"Wenn in der Bundespolitik die Luft brennt, ist bei uns die Bude voll"

Medien

p&k: Herr Mayntz, wie steht es um die Pressefreiheit in Deutschland?

Gregor Mayntz: Pressefreiheit wird sehr unterschiedlich definiert. Wenn es um die Frage geht, ob die verfassungsrechtlich garantierte Pressefreiheit in diesem Land funktioniert, dann sage ich: Eins a! Die Verfassung gibt einen Rahmen vor, dessen Gefährdungen das Verfassungsgericht immer wieder abgewiesen hat. Die Bundespressekonferenz versteht ihre Arbeit als Ausdruck gelebter Pressefreiheit. Wer unter Pressefreiheit den Zugang aller zu jeder Information versteht, sieht sich vom Idealzustand indes ein ganzes Stück entfernt. Hier ist stetige Wachsamkeit angezeigt.

Was meinen Sie mit “gelebte Pressefreiheit”?

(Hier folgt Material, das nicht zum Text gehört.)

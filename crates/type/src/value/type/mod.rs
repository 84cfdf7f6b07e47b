// SPDX-License-Identifier: MIT
// Copyright (c) 2025 ReifyDB

use std::fmt::{Display, Formatter};

use serde::{Deserialize, Serialize};

mod get;

pub use get::GetType;

/// All element types a column chunk can carry.
#[derive(Clone, Copy, Debug, PartialEq, Eq, Hash, Serialize, Deserialize)]
pub enum Type {
	/// A boolean: true or false.
	Boolean,
	/// A 4-byte floating point
	Float4,
	/// An 8-byte floating point
	Float8,
	/// A 1-byte signed integer
	Int1,
	/// A 2-byte signed integer
	Int2,
	/// A 4-byte signed integer
	Int4,
	/// An 8-byte signed integer
	Int8,
	/// A 16-byte signed integer
	Int16,
	/// A UTF-8 encoded text
	Utf8,
	/// A 1-byte unsigned integer
	Uint1,
	/// A 2-byte unsigned integer
	Uint2,
	/// A 4-byte unsigned integer
	Uint4,
	/// A 8-byte unsigned integer
	Uint8,
	/// A 16-byte unsigned integer
	Uint16,
	/// Every position is null and the element type is unknown
	Undefined,
}

impl Type {
	pub fn is_number(&self) -> bool {
		self.is_integer() || self.is_floating_point()
	}

	pub fn is_integer(&self) -> bool {
		self.is_signed_integer() || self.is_unsigned_integer()
	}

	pub fn is_signed_integer(&self) -> bool {
		matches!(self, Type::Int1 | Type::Int2 | Type::Int4 | Type::Int8 | Type::Int16)
	}

	pub fn is_unsigned_integer(&self) -> bool {
		matches!(self, Type::Uint1 | Type::Uint2 | Type::Uint4 | Type::Uint8 | Type::Uint16)
	}

	pub fn is_floating_point(&self) -> bool {
		matches!(self, Type::Float4 | Type::Float8)
	}

	pub fn is_utf8(&self) -> bool {
		matches!(self, Type::Utf8)
	}

	pub fn is_bool(&self) -> bool {
		matches!(self, Type::Boolean)
	}

	pub fn is_undefined(&self) -> bool {
		matches!(self, Type::Undefined)
	}

	pub fn numbers() -> Vec<Type> {
		vec![
			Type::Float4,
			Type::Float8,
			Type::Int1,
			Type::Int2,
			Type::Int4,
			Type::Int8,
			Type::Int16,
			Type::Uint1,
			Type::Uint2,
			Type::Uint4,
			Type::Uint8,
			Type::Uint16,
		]
	}
}

impl Display for Type {
	fn fmt(&self, f: &mut Formatter<'_>) -> std::fmt::Result {
		match self {
			Type::Boolean => f.write_str("BOOL"),
			Type::Float4 => f.write_str("FLOAT4"),
			Type::Float8 => f.write_str("FLOAT8"),
			Type::Int1 => f.write_str("INT1"),
			Type::Int2 => f.write_str("INT2"),
			Type::Int4 => f.write_str("INT4"),
			Type::Int8 => f.write_str("INT8"),
			Type::Int16 => f.write_str("INT16"),
			Type::Utf8 => f.write_str("UTF8"),
			Type::Uint1 => f.write_str("UINT1"),
			Type::Uint2 => f.write_str("UINT2"),
			Type::Uint4 => f.write_str("UINT4"),
			Type::Uint8 => f.write_str("UINT8"),
			Type::Uint16 => f.write_str("UINT16"),
			Type::Undefined => f.write_str("UNDEFINED"),
		}
	}
}
// SPDX-License-Identifier: AGPL-3.0-or-later
// Copyright (c) 2025 ReifyDB

use colplug_column::{Column, ColumnBuilder, ColumnData, ColumnIter, Push};
use colplug_hash::xxh3_64;
use colplug_type::{Fragment, FunctionError, Result, Type, return_error};
use rayon::prelude::*;
use serde::Deserialize;
use tracing::{debug, instrument};

use super::canonical;
use crate::{
	ColumnFunction, ExecutionConfig, FunctionContext, FunctionDescriptor, FunctionKind,
	kwargs::{self, Kwargs},
};

const NAME: &str = "feature_hasher";

#[derive(Clone, Debug, PartialEq, Eq, Deserialize)]
pub struct FeatureHasherKwargs {
	pub num_buckets: u64,
}

impl Kwargs for FeatureHasherKwargs {
	const REQUIRED: &'static [&'static str] = &["num_buckets"];
}

fn supported() -> Vec<Type> {
	let mut types = Type::numbers();
	types.push(Type::Utf8);
	types
}

/// Maps every present value to a bucket in `[0, num_buckets)` by hashing its
/// canonical bytes with xxHash3. Nulls stay null.
///
/// The mapping depends only on the value, so the output is the same whether
/// the column is processed in one piece, in several calls, or on the rayon
/// pool.
#[instrument(name = "function::feature_hasher::call", level = "debug", skip(input, config), fields(rows = input.len()))]
pub fn feature_hasher(input: &Column, num_buckets: u64, config: &ExecutionConfig) -> Result<Column> {
	if num_buckets == 0 {
		return_error!(FunctionError::InvalidParameter {
			function: Fragment::internal(NAME),
			parameter: "num_buckets".to_string(),
			reason: "must be at least 1".to_string(),
		});
	}

	let actual = input.get_type();
	if !actual.is_number() && !actual.is_utf8() && !actual.is_undefined() {
		return_error!(FunctionError::InvalidArgumentType {
			function: Fragment::internal(NAME),
			index: 0,
			expected: supported(),
			actual,
		});
	}

	let rows = input.len();
	let mut builder = ColumnBuilder::new(input.name().clone(), Type::Uint8, rows);

	if config.is_parallel(rows) {
		let chunk_len = config.effective_chunk_len();
		let ranges: Vec<(usize, usize)> =
			(0..rows).step_by(chunk_len).map(|offset| (offset, chunk_len.min(rows - offset))).collect();

		debug!(tasks = ranges.len(), chunk_len, "bucketing in parallel");

		let parts: Vec<ColumnData> = ranges
			.into_par_iter()
			.map(|(offset, len)| bucket(input.iter_range(offset, len), num_buckets))
			.collect();

		for part in &parts {
			builder.append(part);
		}
	} else {
		builder.append(&bucket(input.iter(), num_buckets));
	}

	Ok(builder.finish())
}

fn bucket(values: ColumnIter<'_>, num_buckets: u64) -> ColumnData {
	let mut result = ColumnData::with_capacity(Type::Uint8, values.len());
	let mut buf = Vec::with_capacity(32);

	for value in values {
		match value {
			Some(value) if canonical::encode(value, &mut buf) => {
				result.push(xxh3_64(&buf).bucket(num_buckets));
			}
			_ => result.push_undefined(),
		}
	}

	result
}

pub struct FeatureHasher {
	descriptor: FunctionDescriptor,
}

impl FeatureHasher {
	pub fn new() -> Self {
		Self {
			descriptor: FunctionDescriptor {
				name: NAME,
				kind: FunctionKind::Elementwise,
				arity: 1,
				output: Type::Uint8,
			},
		}
	}
}

impl Default for FeatureHasher {
	fn default() -> Self {
		Self::new()
	}
}

impl ColumnFunction for FeatureHasher {
	fn descriptor(&self) -> &FunctionDescriptor {
		&self.descriptor
	}

	fn call<'a>(&'a self, ctx: FunctionContext<'a>) -> Result<Column> {
		let [input] = ctx.inputs else {
			return_error!(FunctionError::ArityMismatch {
				function: Fragment::internal(NAME),
				expected: 1,
				actual: ctx.inputs.len(),
			});
		};
		let FeatureHasherKwargs {
			num_buckets,
		} = kwargs::parse(NAME, ctx.kwargs)?;
		feature_hasher(input, num_buckets, ctx.config)
	}
}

Was kann man sich, um den verfassungsrechtlichen Rahmen auszufüllen, Besseres wünschen, als dass Journalisten ihre Grundrechte – Pressefreiheit und Vereinigungsfreiheit – nutzen, um die Dinge selbst in die Hand zu nehmen? In allen anderen Ländern der Welt liefern sich Journalisten Situationen aus, in denen die Regierung alleine bestimmt, ob sie zu einem bestimmten Vorgang etwas sagt oder nicht. Und sie entscheidet, wen sie zu Pressekonferenzen einlädt und wer dann Fragen stellen darf – im Zweifel vermeidet sie dadurch kritische Fragen von unliebsamen Journalisten und bestimmt auch, wann die Fragemöglichkeit beendet wird. Diese Hürden gibt es bei uns nicht. Die gesamte Regierung stellt sich drei Mal in der Woche grundsätzlich allen Fragen aller unserer Mitglieder.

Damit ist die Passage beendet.